All woods join up with all other woods.
All are one wood.
And in that wood all times join up with all other times.
All is one moment. [loc. 140]
A short story, more beautifully calligraphed and illustrated in print (to judge by photos online) but still lovely on a Kindle. It's apparently set in the same world as Jonathan Strange and Mr Norrell*, but I didn't spot any overlap, and it certainly doesn't require familiarity with the earlier, much longer work.
Ysolde Scott has devised a cunning stratagem: she'll arrange visits, and let her sister Merowdis -- possibly a saint, possibly neurodivergent, possibly just antisocial -- alight en route and spend time in the woods, where she is happiest. Meanwhile Ysolde will maintain the social niceties.

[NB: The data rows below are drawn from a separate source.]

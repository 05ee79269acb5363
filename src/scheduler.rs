//! Orchestration of per-device probe jobs.
//!
//! Concurrency is bounded by one semaphore across all devices, at most one
//! job is in flight per device id, and starting a new probe for a device
//! replaces (cancels) the running one, so a manual refresh never stacks
//! behind the periodic one. Results are published incrementally per device;
//! a superseded or cancelled job never publishes.

use std::collections::HashMap;
use std::sync::atomic::{AtomicU64, Ordering};
use std::sync::{Arc, Mutex};

use chrono::Utc;
use tokio::sync::{mpsc, Semaphore};
use tokio_util::sync::CancellationToken;
use tracing::debug;

use crate::config::ProbeConfig;
use crate::model::{Device, DeviceStatus};
use crate::probe::device::DeviceProbe;
use crate::probe::status::StatusResolver;
use crate::probe::TcpProber;

/// Incremental status publication for one device
#[derive(Debug, Clone)]
pub struct StatusUpdate {
    pub device_id: String,
    pub status: DeviceStatus,
    /// Identity payload refreshed by the INFO exchange, when one happened
    pub refreshed: Option<Device>,
}

struct JobEntry {
    generation: u64,
    cancel: CancellationToken,
}

/// Registry enforcing "at most one probe job per device" in one place
#[derive(Default)]
struct JobRegistry {
    jobs: Mutex<HashMap<String, JobEntry>>,
}

impl JobRegistry {
    /// Register a job for a device, cancelling any job already in flight
    fn register_replacing(&self, device_id: &str, generation: u64) -> CancellationToken {
        let cancel = CancellationToken::new();
        let mut jobs = self.jobs.lock().expect("job registry poisoned");
        if let Some(old) = jobs.insert(
            device_id.to_string(),
            JobEntry {
                generation,
                cancel: cancel.clone(),
            },
        ) {
            debug!(device_id, "replacing in-flight probe job");
            old.cancel.cancel();
        }
        cancel
    }

    /// Remove the entry iff it still belongs to `generation`. Returns whether
    /// the completing job is the current one and may publish its result.
    fn complete_if_current(&self, device_id: &str, generation: u64) -> bool {
        let mut jobs = self.jobs.lock().expect("job registry poisoned");
        match jobs.get(device_id) {
            Some(entry) if entry.generation == generation => {
                jobs.remove(device_id);
                true
            }
            _ => false,
        }
    }

    fn cancel(&self, device_id: &str) {
        let mut jobs = self.jobs.lock().expect("job registry poisoned");
        if let Some(entry) = jobs.remove(device_id) {
            entry.cancel.cancel();
        }
    }

    fn cancel_all(&self) {
        let mut jobs = self.jobs.lock().expect("job registry poisoned");
        for (_, entry) in jobs.drain() {
            entry.cancel.cancel();
        }
    }
}

/// Schedules bounded, cancellable probe jobs and publishes their statuses
pub struct ProbeScheduler {
    prober: Arc<dyn TcpProber>,
    config: ProbeConfig,
    resolver: StatusResolver,
    limiter: Arc<Semaphore>,
    registry: Arc<JobRegistry>,
    next_generation: AtomicU64,
    updates: mpsc::Sender<StatusUpdate>,
}

impl ProbeScheduler {
    pub fn new(
        prober: Arc<dyn TcpProber>,
        config: ProbeConfig,
    ) -> (Self, mpsc::Receiver<StatusUpdate>) {
        let (updates, receiver) = mpsc::channel(64);
        let limiter = Arc::new(Semaphore::new(config.max_concurrent_probes));
        (
            Self {
                prober,
                config,
                resolver: StatusResolver::default(),
                limiter,
                registry: Arc::new(JobRegistry::default()),
                next_generation: AtomicU64::new(1),
                updates,
            },
            receiver,
        )
    }

    /// Start (or restart) the probe job for one device
    pub fn schedule(
        &self,
        device: Device,
        previous: DeviceStatus,
        subnet_prefix: String,
        refresh_interval_secs: u64,
    ) {
        let generation = self.next_generation.fetch_add(1, Ordering::Relaxed);
        let cancel = self.registry.register_replacing(&device.id, generation);

        let probe = DeviceProbe::new(self.prober.clone(), self.config.clone());
        let resolver = self.resolver.clone();
        let limiter = self.limiter.clone();
        let registry = self.registry.clone();
        let updates = self.updates.clone();

        tokio::spawn(async move {
            let permit = tokio::select! {
                permit = limiter.acquire_owned() => match permit {
                    Ok(permit) => permit,
                    Err(_) => return,
                },
                () = cancel.cancelled() => return,
            };

            let result = probe.probe_best(&device, &subnet_prefix, &cancel).await;
            drop(permit);

            if cancel.is_cancelled() {
                return;
            }
            let status =
                resolver.compute(&previous, &result, refresh_interval_secs, Utc::now());

            // The generation token ties the result to its originating job so
            // a stale job cannot clobber a fresher one.
            if registry.complete_if_current(&device.id, generation) {
                let _ = updates
                    .send(StatusUpdate {
                        device_id: device.id.clone(),
                        status,
                        refreshed: result.device,
                    })
                    .await;
            }
        });
    }

    /// Schedule a probe batch over many devices; each publishes on its own
    pub fn schedule_batch(
        &self,
        devices: impl IntoIterator<Item = (Device, DeviceStatus)>,
        subnet_prefix: &str,
        refresh_interval_secs: u64,
    ) {
        for (device, previous) in devices {
            self.schedule(
                device,
                previous,
                subnet_prefix.to_string(),
                refresh_interval_secs,
            );
        }
    }

    /// Cancel the in-flight job for one device, if any
    pub fn cancel_device(&self, device_id: &str) {
        self.registry.cancel(device_id);
    }

    /// Cancel every in-flight job
    pub fn cancel_all(&self) {
        self.registry.cancel_all();
    }
}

Merowdis does not wander alone: on this particular excursion she has for company two dogs (Pretty and Amandier) and a pig (Apple). There is also a fox, though Pretty disdains it. And, of course, there is the Wood: which doesn't really understand why Merowdis' most fervent wish is for a midwinter child of her own, but can frame it as 'the hidden Sun'. Hence a vision: hence a choice.
This story is haunting me: I'm glad I read it just as the snow was starting, and I'm happy that Clarke's 'Afterword: Snow' teased out the resonances that reminded me of Kate Bush's album Fifty Words for Snow. A lovely wintry read -- also available, in a slightly different form, in audio format (14 mins).